Speaking at a joint news conference with Mrs May at London's Foreign Office after a day of meetings, he said trade between the two long-time allies could be "two and even three times what we are doing now".
"There is tremendous potential in that trade deal," he said.
Mrs May was similarly welcoming of a trade deal.
"Mr President, you and I agreed the first time we met that we should aim for an ambitious free-trade agreement when the UK leaves the EU," she said.
Both appeared to gloss over the intricacies involved in such a deal as well as the fact that Brexit remains very much an unknown proposition.
And even before talks get started, critics were already voicing concerns over what might happen if the US demands access for its companies to the NHS.
When asked if the entire economy needed to be on the table in future trade talks, including the health service, Mr Trump said: "When you are dealing with trade, everything is on the table. So, NHS or anything else, a lot more than that."
When you are dealing with trade, everything is on the table.
U.S. PRESIDENT DONALD TRUMP, on future trade talks that could include Britain's National Health Service.
Labour Party leader Jeremy Corbyn swiftly condemned the idea: "We will fight with every last breath of our body to defend the principle, for the principle of a health service free at the point of need to everybody, as a human right."
After a day of pomp, it was down to politics for Mr Trump on the second day of his state visit to Britain.
The state visit - promised by Mrs May two years ago and meant as a celebration of the special relationship between the two countries - had turned into a highly unconventional one, given that it comes at a chaotic time for Britain.
Mrs May is to resign on Friday over her failure to deliver on Brexit.
Mr Trump said that he backs Brexit and believes the UK will leave the EU.
Asked whether he thought Brexit would take place by the current October deadline, he said: "I think it will happen, and I believe the Prime Minister has brought it to a very good point where something will take place in the not-too-distant future."
The American President had other thoughts on British politics, too. He repeated his endorsement of Conservative Party front runner Boris Johnson.
"So, I know Boris. I like him. I have liked him for a long time.
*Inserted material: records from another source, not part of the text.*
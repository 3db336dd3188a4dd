//! Principal store (主体数据访问)

use async_trait::async_trait;
use sqlx::types::Json;
use sqlx::PgPool;
use uuid::Uuid;
use validator::Validate;

use crate::error::AccessError;
use crate::models::user::{NewPrincipal, Principal};
use crate::store::PrincipalStore;

pub struct PgPrincipals {
    db: PgPool,
}

impl PgPrincipals {
    pub fn new(db: PgPool) -> Self {
        Self { db }
    }

    /// 创建主体
    pub async fn create(&self, req: &NewPrincipal) -> Result<Principal, AccessError> {
        req.validate()?;

        let principal = sqlx::query_as::<_, Principal>(
            r#"
            INSERT INTO users (username, email, permissions)
            VALUES ($1, $2, $3)
            RETURNING *
            "#,
        )
        .bind(&req.username)
        .bind(&req.email)
        .bind(Json(&req.permissions))
        .fetch_one(&self.db)
        .await?;

        tracing::info!(principal = %principal.id, username = %principal.username, "Principal created");
        Ok(principal)
    }

    /// 替换主体自身的权限覆盖集（整体替换）
    pub async fn replace_permissions(
        &self,
        id: Uuid,
        permissions: &crate::models::permission::PermissionSet,
    ) -> Result<Option<Principal>, AccessError> {
        let principal = sqlx::query_as::<_, Principal>(
            r#"
            UPDATE users
            SET permissions = $2, updated_at = NOW()
            WHERE id = $1
            RETURNING *
            "#,
        )
        .bind(id)
        .bind(Json(permissions))
        .fetch_optional(&self.db)
        .await?;

        Ok(principal)
    }
}

#[async_trait]
impl PrincipalStore for PgPrincipals {
    async fn find(&self, id: Uuid) -> Result<Option<Principal>, AccessError> {
        let principal = sqlx::query_as::<_, Principal>("SELECT * FROM users WHERE id = $1")
            .bind(id)
            .fetch_optional(&self.db)
            .await?;

        Ok(principal)
    }

    async fn delete(&self, id: Uuid) -> Result<bool, AccessError> {
        let result = sqlx::query("DELETE FROM users WHERE id = $1")
            .bind(id)
            .execute(&self.db)
            .await?;

        Ok(result.rows_affected() > 0)
    }
}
I think he would do a very good job."
"I know Jeremy," he added, referring to Foreign Secretary Jeremy Hunt, who is also vying for the top job. "I think he would do a good job."
On the topic of 5G technology provider Huawei, Mr Trump said the US and Britain would come to an agreement and "work out any differences", dismissing any suggestions that this would threaten any intelligence sharing between the two allies.
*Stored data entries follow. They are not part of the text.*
//! Permission set domain model

use std::collections::BTreeMap;

use base64::engine::general_purpose::URL_SAFE_NO_PAD;
use base64::Engine;
use serde::{Deserialize, Serialize};

use crate::error::AccessError;

/// An immutable mapping from permission key to granted flag.
///
/// Keys are opaque, usually namespaced identifiers such as
/// `"platform.index"`. A key that is absent is not granted; there is no
/// implicit grant. New sets are produced by [`PermissionSet::merge`], a
/// shared instance is never mutated in place.
#[derive(Debug, Clone, Default, PartialEq, Eq, Serialize, Deserialize)]
#[serde(transparent)]
pub struct PermissionSet {
    entries: BTreeMap<String, bool>,
}

impl PermissionSet {
    /// Create an empty permission set
    pub fn new() -> Self {
        Self::default()
    }

    /// Builder-style grant: returns a new set with the key added.
    ///
    /// Rejects empty keys and keys containing whitespace or control
    /// characters.
    pub fn grant(mut self, key: impl Into<String>, granted: bool) -> Result<Self, AccessError> {
        let key = key.into();
        validate_key(&key)?;
        self.entries.insert(key, granted);
        Ok(self)
    }

    /// Build a set from key/flag pairs, validating every key
    pub fn try_from_iter<I>(pairs: I) -> Result<Self, AccessError>
    where
        I: IntoIterator<Item = (String, bool)>,
    {
        let mut entries = BTreeMap::new();
        for (key, granted) in pairs {
            validate_key(&key)?;
            entries.insert(key, granted);
        }
        Ok(Self { entries })
    }

    /// True iff the key is present and mapped to `true`
    pub fn has(&self, key: &str) -> bool {
        self.entries.get(key).copied().unwrap_or(false)
    }

    /// Union of both sets; a key shared by both is granted if either
    /// input grants it. Commutative and associative.
    pub fn merge(&self, other: &Self) -> Self {
        let mut entries = self.entries.clone();
        for (key, granted) in &other.entries {
            entries
                .entry(key.clone())
                .and_modify(|existing| *existing = *existing || *granted)
                .or_insert(*granted);
        }
        Self { entries }
    }

    pub fn is_empty(&self) -> bool {
        self.entries.is_empty()
    }

    pub fn len(&self) -> usize {
        self.entries.len()
    }

    /// Iterate over (key, granted) pairs in key order
    pub fn iter(&self) -> impl Iterator<Item = (&str, bool)> {
        self.entries.iter().map(|(k, v)| (k.as_str(), *v))
    }

    /// Encode every key for transport in contexts where raw keys are
    /// unsafe (e.g. HTML form field names). Inverted by [`decode_key`].
    pub fn to_encoded(&self) -> BTreeMap<String, bool> {
        self.entries
            .iter()
            .map(|(key, granted)| (encode_key(key), *granted))
            .collect()
    }
}

/// URL 安全的 base64 编码（无填充）
pub fn encode_key(key: &str) -> String {
    URL_SAFE_NO_PAD.encode(key.as_bytes())
}

/// 解码权限键，必须精确还原编码前的键
pub fn decode_key(encoded: &str) -> Result<String, AccessError> {
    let bytes = URL_SAFE_NO_PAD
        .decode(encoded.as_bytes())
        .map_err(|e| AccessError::InvalidPermissionKey(format!("{encoded}: {e}")))?;

    String::from_utf8(bytes)
        .map_err(|e| AccessError::InvalidPermissionKey(format!("{encoded}: {e}")))
}

/// 校验权限键：拒绝空键、空白字符和控制字符
fn validate_key(key: &str) -> Result<(), AccessError> {
    if key.is_empty() {
        return Err(AccessError::InvalidPermissionKey("empty key".to_string()));
    }

    if key.chars().any(|c| c.is_whitespace() || c.is_control()) {
        return Err(AccessError::InvalidPermissionKey(key.to_string()));
    }

    Ok(())
}

#[cfg(test)]
mod tests {
    use super::*;

    #[test]
    fn test_absent_key_is_not_granted() {
        let set = PermissionSet::new();
        assert!(!set.has("platform.index"));
    }

    #[test]
    fn test_false_entry_is_not_granted() {
        let set = PermissionSet::new().grant("platform.index", false).unwrap();
        assert!(!set.has("platform.index"));
    }

    #[test]
    fn test_granted_key() {
        let set = PermissionSet::new().grant("platform.index", true).unwrap();
        assert!(set.has("platform.index"));
    }

    #[test]
    fn test_merge_is_or_combined() {
        let a = PermissionSet::new()
            .grant("platform.index", false)
            .unwrap()
            .grant("platform.systems", true)
            .unwrap();
        let b = PermissionSet::new()
            .grant("platform.index", true)
            .unwrap()
            .grant("platform.users", false)
            .unwrap();

        let merged = a.merge(&b);
        assert!(merged.has("platform.index"));
        assert!(merged.has("platform.systems"));
        assert!(!merged.has("platform.users"));
        assert_eq!(merged.len(), 3);

        // merge 不修改输入
        assert!(!a.has("platform.index"));
    }

    #[test]
    fn test_merge_never_revokes() {
        let granted = PermissionSet::new().grant("edit", true).unwrap();
        let denied = PermissionSet::new().grant("edit", false).unwrap();

        assert!(granted.merge(&denied).has("edit"));
        assert!(denied.merge(&granted).has("edit"));
    }

    #[test]
    fn test_rejects_empty_key() {
        let result = PermissionSet::new().grant("", true);
        assert!(matches!(result, Err(AccessError::InvalidPermissionKey(_))));
    }

    #[test]
    fn test_rejects_whitespace_key() {
        let result = PermissionSet::new().grant("platform index", true);
        assert!(matches!(result, Err(AccessError::InvalidPermissionKey(_))));

        let result = PermissionSet::new().grant("platform\tindex", true);
        assert!(matches!(result, Err(AccessError::InvalidPermissionKey(_))));
    }

    #[test]
    fn test_rejects_control_character_key() {
        let result = PermissionSet::try_from_iter([("bad\u{1}key".to_string(), true)]);
        assert!(matches!(result, Err(AccessError::InvalidPermissionKey(_))));
    }

    #[test]
    fn test_encode_decode_round_trip() {
        let keys = ["platform.index", "platform.systems.roles", "日志.查看", "a"];
        for key in keys {
            let encoded = encode_key(key);
            assert_eq!(decode_key(&encoded).unwrap(), key);
        }
    }

    #[test]
    fn test_encoded_keys_are_field_safe() {
        let set = PermissionSet::new().grant("platform.index", true).unwrap();
        for key in set.to_encoded().keys() {
            assert!(key.chars().all(|c| c.is_ascii_alphanumeric() || c == '-' || c == '_'));
        }
    }

    #[test]
    fn test_decode_rejects_garbage() {
        assert!(decode_key("not base64!!").is_err());
    }

    #[test]
    fn test_serde_round_trip_as_plain_object() {
        let set = PermissionSet::new()
            .grant("platform.index", true)
            .unwrap()
            .grant("platform.users", false)
            .unwrap();

        let json = serde_json::to_string(&set).unwrap();
        assert_eq!(json, r#"{"platform.index":true,"platform.users":false}"#);

        let back: PermissionSet = serde_json::from_str(&json).unwrap();
        assert_eq!(back, set);
    }
}
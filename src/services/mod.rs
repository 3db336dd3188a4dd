//! 服务层

pub mod access;

pub use access::{AccessService, UserAccess};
He said: "We did discuss it, I see absolutely no limitations, we have never had limitations, this is a truly great ally and partner, and we will have no problem with that."
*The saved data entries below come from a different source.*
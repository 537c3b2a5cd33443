//! A Model Context Protocol server speaking JSON-RPC over stdio.

use std::io;

use tokio::io::{AsyncBufRead, AsyncWrite, BufReader};

use crate::prelude::*;

use self::{
    dispatch::RpcDispatcher,
    framing::{FrameReader, FrameWriter},
};

pub mod dispatch;
pub mod framing;
pub mod tools;

/// Is this error a failure of the underlying stream?
fn is_io_error(err: &anyhow::Error) -> bool {
    err.downcast_ref::<io::Error>().is_some()
}

/// Serve requests from `input`, writing responses to `output`, until the
/// input ends.
///
/// Each request is handled to completion before the next one is read.
/// Malformed frames are logged and skipped, but stream failures end the
/// server with an error.
pub async fn run_server<R, W>(dispatcher: &RpcDispatcher, input: R, output: W) -> Result<()>
where
    R: AsyncBufRead + Unpin,
    W: AsyncWrite + Unpin,
{
    let mut reader = FrameReader::new(input);
    let mut writer = FrameWriter::new(output);
    loop {
        let frame = match reader.read_message().await {
            Ok(Some(frame)) => frame,
            Ok(None) => {
                info!("Client closed input, shutting down");
                return Ok(());
            }
            Err(err) if is_io_error(&err) => {
                return Err(err.context("lost connection to client"));
            }
            Err(err) => {
                error!("Skipping bad message: {err:#}");
                continue;
            }
        };

        match dispatcher.dispatch(&frame).await {
            Ok(Some(response)) => writer
                .write_message(&response)
                .await
                .context("failed to send response")?,
            Ok(None) => {}
            Err(err) => error!("Failed to handle message: {err:#}"),
        }
    }
}

/// Serve requests on standard input and output.
pub async fn serve_stdio(dispatcher: &RpcDispatcher) -> Result<()> {
    info!("Serving MCP requests on stdio");
    let stdin = BufReader::new(tokio::io::stdin());
    let stdout = tokio::io::stdout();
    run_server(dispatcher, stdin, stdout).await
}
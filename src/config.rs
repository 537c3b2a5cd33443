//! Azure Computer Vision credentials and endpoint.
//!
//! These are read from the environment exactly once, when a front end starts
//! up, and then passed explicitly to whatever needs them.

use std::{env, fmt};

use reqwest::Url;

use crate::prelude::*;

/// Environment variable holding our Azure Computer Vision key.
pub const KEY_VAR: &str = "AZURE_VISION_KEY";

/// Environment variable holding our Azure Computer Vision endpoint.
pub const ENDPOINT_VAR: &str = "AZURE_VISION_ENDPOINT";

/// The endpoint used by `serve` when [`ENDPOINT_VAR`] is not set.
pub const DEFAULT_SERVER_ENDPOINT: &str = "https://westus.api.cognitive.microsoft.com/";

/// Validated connection settings for Azure Computer Vision.
#[derive(Clone)]
pub struct VisionConfig {
    /// The base URL of our Computer Vision resource. Always ends in `/`.
    pub endpoint: Url,

    /// The subscription key.
    pub key: String,
}

impl VisionConfig {
    /// Build a config from explicit values, validating the endpoint.
    pub fn new(endpoint: &str, key: &str) -> Result<Self> {
        if key.trim().is_empty() {
            return Err(anyhow!("{KEY_VAR} environment variable not set"));
        }
        let mut endpoint = endpoint.trim().to_owned();
        if endpoint.is_empty() {
            return Err(anyhow!("{ENDPOINT_VAR} environment variable not set"));
        }
        if !endpoint.ends_with('/') {
            endpoint.push('/');
        }
        let endpoint = Url::parse(&endpoint)
            .with_context(|| format!("invalid {ENDPOINT_VAR}: {endpoint:?}"))?;
        Ok(Self {
            endpoint,
            key: key.trim().to_owned(),
        })
    }

    /// Read our config from the environment.
    ///
    /// If `default_endpoint` is `None`, then [`ENDPOINT_VAR`] must be set.
    pub fn from_env(default_endpoint: Option<&str>) -> Result<Self> {
        let key = env::var(KEY_VAR).unwrap_or_default();
        let endpoint = match env::var(ENDPOINT_VAR) {
            Ok(endpoint) if !endpoint.trim().is_empty() => endpoint,
            _ => default_endpoint.unwrap_or_default().to_owned(),
        };
        Self::new(&endpoint, &key)
    }
}

// Never print our key, not even in debug logs.
impl fmt::Debug for VisionConfig {
    fn fmt(&self, f: &mut fmt::Formatter<'_>) -> fmt::Result {
        f.debug_struct("VisionConfig")
            .field("endpoint", &self.endpoint.as_str())
            .field("key", &"<redacted>")
            .finish()
    }
}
Earlier yesterday, Mr Trump visited the Churchill War Rooms beneath Westminster, and was also given a framed copy of then British Prime Minister Winston Churchill's blueprint for the United Nations - the Atlantic Charter agreed with then American President Franklin D. Roosevelt in August 1941. It sets out principles of free trade and collective security that formed the basis of the post-war peace.
Earlier in the day, Mrs May and her husband Philip also showed Mr Trump and his wife Melania a handwritten parchment copy of the US Declaration of Independence, which is one of only two known to exist, at the Prime Minister's office.
On Monday night, Mr Trump and his family were feted at a lavish banquet hosted by Queen Elizabeth II at Buckingham Palace.